What are the concerns about Charter Schools?
- Impact on local public school districts: Reducing funds from public schools often forces them to reduce staff, programs, and other basic expenditures. The state’s budget for charter schools has grown from just over $16 million in 1997 to more than $674 million for the 2018-2019 school year, and most of that money would have gone to school districts for traditional public schools.
- Diversion of money away from traditional public schools: A December 2017 study found that charter schools generate negative fiscal effects on public school districts by reducing spending capacity, number of students and budget flexibility.
- Oversight: The Office of Charter Schools lacks adequate staff and a sufficiently rigorous process for evaluating applications and tracking charter success.
- Student outcomes: The percentage of Charter schools in North Carolina meeting or exceeding expected annual growth lags behind that of traditional public schools.
- Racial isolation: A 2017 study by UCLA, demonstrated charter schools are more segregated than traditional public schools and the share of minority charter students has declined over time. In addition, the burgeoning numbers of charters drive increasing amounts of segregation in traditional public schools, as middle class, mostly white students leave their district schools. NC charters also serve lower proportions of low-income students than traditional public schools. A little more than half the students come from low-income families at traditional public schools. In charters, however, only one in three students are low-income. Original legislation required racial and ethnic diversity in charter schools, but a 2013 law dropped the mandate. Charter schools are required only to “make efforts” to “reasonably reflect the racial and ethnic composition” in the area where the school is located but there is no mechanism for doing so and no consequence for failing to achieve a resemblance to the LEA.

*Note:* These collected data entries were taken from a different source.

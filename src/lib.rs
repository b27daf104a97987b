//! Configor - layered configuration loading
//!
//! Configor loads application configuration from YAML, JSON or TOML files,
//! merges them into a statically-typed configuration object, then overlays
//! environment variable overrides and declared defaults.
//!
//! # Architecture
//!
//! - **Domain Layer** (`domain`): field descriptors, naming rules, errors, ports
//! - **Service Layer** (`services`): the binding engine
//! - **Infrastructure Layer** (`infrastructure`): file resolution, codecs,
//!   the loader orchestrator, process environment and logging
//! - **CLI Layer** (`cli`): inspection commands for the `configor` binary
//!
//! # Example
//!
//! ```ignore
//! use configor::Configure;
//! use serde::{Deserialize, Serialize};
//!
//! #[derive(Debug, Default, Configure, Serialize, Deserialize)]
//! #[serde(default)]
//! struct Server {
//!     #[configor(default = 8080)]
//!     port: u16,
//!     #[configor(env = "DATABASE_URL", required)]
//!     database_url: String,
//! }
//!
//! fn main() -> Result<(), configor::ConfigError> {
//!     let mut config = Server::default();
//!     // Merges config.yml and config.<env>.yml (or config.example.yml),
//!     // then applies CONFIGOR_PORT, DATABASE_URL and the defaults.
//!     configor::load(&mut config, &["config.yml"])?;
//!     Ok(())
//! }
//! ```

// Lets the derive's `::configor::` paths resolve inside this crate.
extern crate self as configor;

pub mod cli;
pub mod domain;
pub mod infrastructure;
pub mod services;

use std::path::Path;

use serde::de::DeserializeOwned;
use serde::Serialize;

// Re-export commonly used types for convenience
pub use configor_derive::Configure;
pub use domain::error::{ConfigError, DecodeError};
pub use domain::models::{
    decode_literal, Configure, EnvPrefix, Field, FieldMeta, PathPrefix,
    Shape, Slot,
};
pub use domain::ports::EnvSource;
pub use infrastructure::config::ConfigLoader;
pub use infrastructure::env::current_environment;
pub use infrastructure::files::{FileKind, ResolvedFile};
pub use services::Binder;

/// Load `files` into `config` using the process environment.
///
/// See [`ConfigLoader::load`].
pub fn load<T, P>(config: &mut T, files: &[P]) -> Result<(), ConfigError>
where
    T: Configure + Serialize + DeserializeOwned,
    P: AsRef<Path>,
{
    ConfigLoader::new().load(config, files)
}

/// Save `config` as YAML or JSON, chosen by the extension of `path`.
pub fn save<T: Serialize + ?Sized>(config: &T, path: impl AsRef<Path>) -> Result<(), ConfigError> {
    infrastructure::config::save(config, path)
}
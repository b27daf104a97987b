//! Configuration loader
//!
//! Resolves files, merges them with figment, then runs the binding engine.

use std::fs::OpenOptions;
use std::io::Write;
use std::path::Path;

use figment::providers::Serialized;
use figment::value::Dict;
use figment::Figment;
use serde::de::DeserializeOwned;
use serde::Serialize;
use tracing::{debug, instrument};

use crate::domain::error::ConfigError;
use crate::domain::models::environment::{detect_environment, EnvPrefix};
use crate::domain::models::field::Configure;
use crate::domain::ports::EnvSource;
use crate::infrastructure::codec::{decode_merged, FileLayer, Format};
use crate::infrastructure::env::{current_environment, ProcessEnv};
use crate::infrastructure::files::{self, ResolvedFile};
use crate::services::binding::Binder;

/// Configuration loader with hierarchical merging
///
/// Precedence (lowest to highest):
/// 1. Values already present in the configuration object
/// 2. Resolved files, in merge order (see [`files::resolve`])
/// 3. Environment variable overrides
/// 4. Declared defaults, for fields still blank after 1-3
pub struct ConfigLoader {
    environment: String,
    prefix: EnvPrefix,
    source: Box<dyn EnvSource>,
}

impl ConfigLoader {
    /// Loader reading the process environment.
    ///
    /// The environment name comes from `CONFIGOR_ENV`, falling back to `test`
    /// inside cargo test harnesses and `development` otherwise.
    pub fn new() -> Self {
        Self {
            environment: current_environment(),
            prefix: EnvPrefix::from_source(&ProcessEnv),
            source: Box::new(ProcessEnv),
        }
    }

    /// Loader reading only `source`, never the process environment.
    pub fn from_source(source: impl EnvSource + 'static) -> Self {
        Self {
            environment: detect_environment(&source, None),
            prefix: EnvPrefix::from_source(&source),
            source: Box::new(source),
        }
    }

    /// Use `environment` instead of the detected environment name.
    #[must_use]
    pub fn with_environment(mut self, environment: impl Into<String>) -> Self {
        self.environment = environment.into();
        self
    }

    /// Use `prefix` instead of the one read from `CONFIGOR_ENV_PREFIX`.
    #[must_use]
    pub fn with_prefix(mut self, prefix: EnvPrefix) -> Self {
        self.prefix = prefix;
        self
    }

    /// Environment name used to pick `name.<env>.ext` files.
    pub fn environment(&self) -> &str {
        &self.environment
    }

    /// Global prefix for derived variable names.
    pub const fn prefix(&self) -> &EnvPrefix {
        &self.prefix
    }

    /// Files that `load` would merge, in merge order.
    pub fn resolve<P: AsRef<Path>>(&self, files: &[P]) -> Result<Vec<ResolvedFile>, ConfigError> {
        files::resolve(files, &self.environment)
    }

    /// Merge the resolved files into a schema-less map.
    ///
    /// No overrides or defaults are applied since there are no field
    /// descriptors to drive them.
    pub fn load_document<P: AsRef<Path>>(&self, files: &[P]) -> Result<Dict, ConfigError> {
        let mut figment = Figment::new();
        for file in self.resolve(files)? {
            figment = figment.merge(FileLayer::read(&file.path)?);
        }
        Ok(figment.extract()?)
    }

    /// Load configuration files into `config`, then bind overrides and defaults.
    ///
    /// On error `config` may be partially populated and should be discarded.
    #[instrument(skip_all, fields(environment = %self.environment, prefix = %self.prefix))]
    pub fn load<T, P>(&self, config: &mut T, files: &[P]) -> Result<(), ConfigError>
    where
        T: Configure + Serialize + DeserializeOwned,
        P: AsRef<Path>,
    {
        let resolved = self.resolve(files)?;

        let mut figment = Figment::from(Serialized::defaults(&*config));
        for file in &resolved {
            debug!(file = %file.path.display(), kind = %file.kind, "merging configuration file");
            figment = figment.merge(FileLayer::read(&file.path)?);
        }
        let merged: Dict = figment.extract()?;
        *config = decode_merged(&merged).map_err(ConfigError::DecodeDocument)?;

        Binder::new(self.source.as_ref()).bind(config, &self.prefix.root())
    }

    /// Save `config` as YAML or JSON, chosen by the extension of `path`.
    pub fn save<T: Serialize + ?Sized>(&self, config: &T, path: impl AsRef<Path>) -> Result<(), ConfigError> {
        save(config, path)
    }
}

impl Default for ConfigLoader {
    fn default() -> Self {
        Self::new()
    }
}

impl std::fmt::Debug for ConfigLoader {
    fn fmt(&self, f: &mut std::fmt::Formatter<'_>) -> std::fmt::Result {
        f.debug_struct("ConfigLoader")
            .field("environment", &self.environment)
            .field("prefix", &self.prefix)
            .finish_non_exhaustive()
    }
}

/// Save `config` as YAML (`.yaml`, `.yml`) or JSON (`.json`).
///
/// Nothing is written when encoding fails. New files are created with
/// owner-only permissions on Unix.
pub fn save<T: Serialize + ?Sized>(config: &T, path: impl AsRef<Path>) -> Result<(), ConfigError> {
    let path = path.as_ref();
    let format = Format::from_path(path)
        .filter(|format| format.can_encode())
        .ok_or_else(|| ConfigError::UnsupportedFileType(path.to_path_buf()))?;

    let bytes = format
        .encode(config)
        .map_err(|message| ConfigError::Encode {
            path: path.to_path_buf(),
            message,
        })?;

    write_private(path, &bytes).map_err(|source| ConfigError::Io {
        path: path.to_path_buf(),
        source,
    })?;
    debug!(file = %path.display(), format = %format, "saved configuration");
    Ok(())
}

fn write_private(path: &Path, bytes: &[u8]) -> std::io::Result<()> {
    let mut options = OpenOptions::new();
    options.write(true).create(true).truncate(true);
    #[cfg(unix)]
    {
        use std::os::unix::fs::OpenOptionsExt;
        options.mode(0o600);
    }
    let mut file = options.open(path)?;
    file.write_all(bytes)?;
    file.flush()
}
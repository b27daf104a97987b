//! figment provider for a parsed configuration file

use std::fs;
use std::path::{Path, PathBuf};

use figment::value::{Dict, Map};
use figment::{Metadata, Profile, Provider};

use super::format::{parse_document, Format};
use crate::domain::error::ConfigError;

/// One parsed configuration file, merged into figment as a provider.
///
/// Files are parsed eagerly so that decode errors name the offending file
/// before any merging happens.
#[derive(Debug, Clone)]
pub struct FileLayer {
    path: PathBuf,
    format: Format,
    dict: Dict,
}

impl FileLayer {
    /// Read and parse `path`.
    pub fn read(path: &Path) -> Result<Self, ConfigError> {
        let contents = fs::read_to_string(path).map_err(|source| ConfigError::Io {
            path: path.to_path_buf(),
            source,
        })?;
        let (format, dict) = parse_document(path, &contents)?;
        Ok(Self {
            path: path.to_path_buf(),
            format,
            dict,
        })
    }

    /// File the layer was read from.
    pub fn path(&self) -> &Path {
        &self.path
    }

    /// Format the file was parsed with.
    pub const fn format(&self) -> Format {
        self.format
    }

    /// Parsed top-level map.
    pub const fn dict(&self) -> &Dict {
        &self.dict
    }
}

impl Provider for FileLayer {
    fn metadata(&self) -> Metadata {
        Metadata::named(format!("{} file `{}`", self.format, self.path.display()))
    }

    fn data(&self) -> Result<Map<Profile, Dict>, figment::Error> {
        Ok(Map::from([(Profile::Default, self.dict.clone())]))
    }
}
//! Implementation of the `configor resolve` command.

use std::path::PathBuf;

use anyhow::{Context, Result};
use clap::Args;
use serde::Serialize;

use crate::cli::output::{list_table, output, CommandOutput};
use crate::infrastructure::config::ConfigLoader;
use crate::infrastructure::files::ResolvedFile;

/// Arguments for `configor resolve`.
#[derive(Args, Debug)]
pub struct ResolveArgs {
    /// Base configuration files, highest priority first
    #[arg(required = true)]
    pub files: Vec<PathBuf>,
}

/// Merge order for one environment.
#[derive(Debug, Serialize)]
pub struct ResolveOutput {
    /// Environment the files were resolved for
    pub environment: String,
    /// Files in merge order
    pub files: Vec<ResolvedFile>,
}

impl CommandOutput for ResolveOutput {
    fn to_human(&self) -> String {
        let mut table = list_table(&["#", "kind", "path"]);
        for (index, file) in self.files.iter().enumerate() {
            table.add_row(vec![
                (index + 1).to_string(),
                file.kind.to_string(),
                file.path.display().to_string(),
            ]);
        }
        format!("Merge order for environment {}:\n{table}", self.environment)
    }

    fn to_json(&self) -> serde_json::Value {
        serde_json::to_value(self).unwrap_or_default()
    }
}

/// Resolve `args.files` and print the merge order.
pub fn execute(args: ResolveArgs, loader: &ConfigLoader, json_mode: bool) -> Result<()> {
    let files = loader
        .resolve(&args.files)
        .context("Failed to resolve configuration files")?;
    output(
        &ResolveOutput {
            environment: loader.environment().to_string(),
            files,
        },
        json_mode,
    );
    Ok(())
}

#[cfg(test)]
mod tests {
    use super::*;
    use crate::infrastructure::files::FileKind;

    #[test]
    fn test_resolve_output_lists_files_in_order() {
        let out = ResolveOutput {
            environment: "test".to_string(),
            files: vec![
                ResolvedFile {
                    path: PathBuf::from("app.yml"),
                    kind: FileKind::Base,
                },
                ResolvedFile {
                    path: PathBuf::from("app.test.yml"),
                    kind: FileKind::Environment,
                },
            ],
        };

        let human = out.to_human();
        assert!(human.contains("environment test"));
        let base = human.find("app.yml").unwrap();
        let env = human.find("app.test.yml").unwrap();
        assert!(base < env);

        let json = out.to_json();
        assert_eq!(json["files"][1]["kind"], "environment");
    }
}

- Public assets can become private assets: A failing charter can be taken over by a new entity, instead of being closed. The school’s assets would then be transferred to the new operator, not back to the state.
For these reasons, many education experts advocate that the state only allow a limited number of truly innovative, not-for-profit charter schools designed to work with local school districts and be managed with careful local and state oversight. There is growing call for giving traditional schools the same privileges and flexibilities as the charter schools to enhance choice and program offerings to accommodate academic needs of our children. This would allow innovative, creative and flexible learning opportunities along with the transparency, accountability and stability that parents, teachers, students and taxpayers desire while keeping one public system of public schooling in NC.
Best Practices for charter schools:
- Only be granted a charter if the proposed school will offer an educational experience that is qualitatively different from what is available in traditional public schools.
- Charter Schools should use weighted lotteries to ensure the racial and socioeconomic makeup of the school reflects the larger community.
- Maintain fidelity to the original concept of charters, including the sharing of best practices with traditional public schools.
- Not be operated by private, for-profit entities.
- Work in partnership with local school districts. Charter schools should have limited impact on long-term planning including capital, facilities, and enrollment.
- Be held to the same careful oversight, accountability, and transparency regarding academic standards and financial review as traditional public schools.
- Offer free and reduced lunch, safe and reliable transportation, and services for students with disabilities, limited English proficient students, and academically gifted students.
- “Reasonably reflect racial and ethnic composition” in the area where the school is located.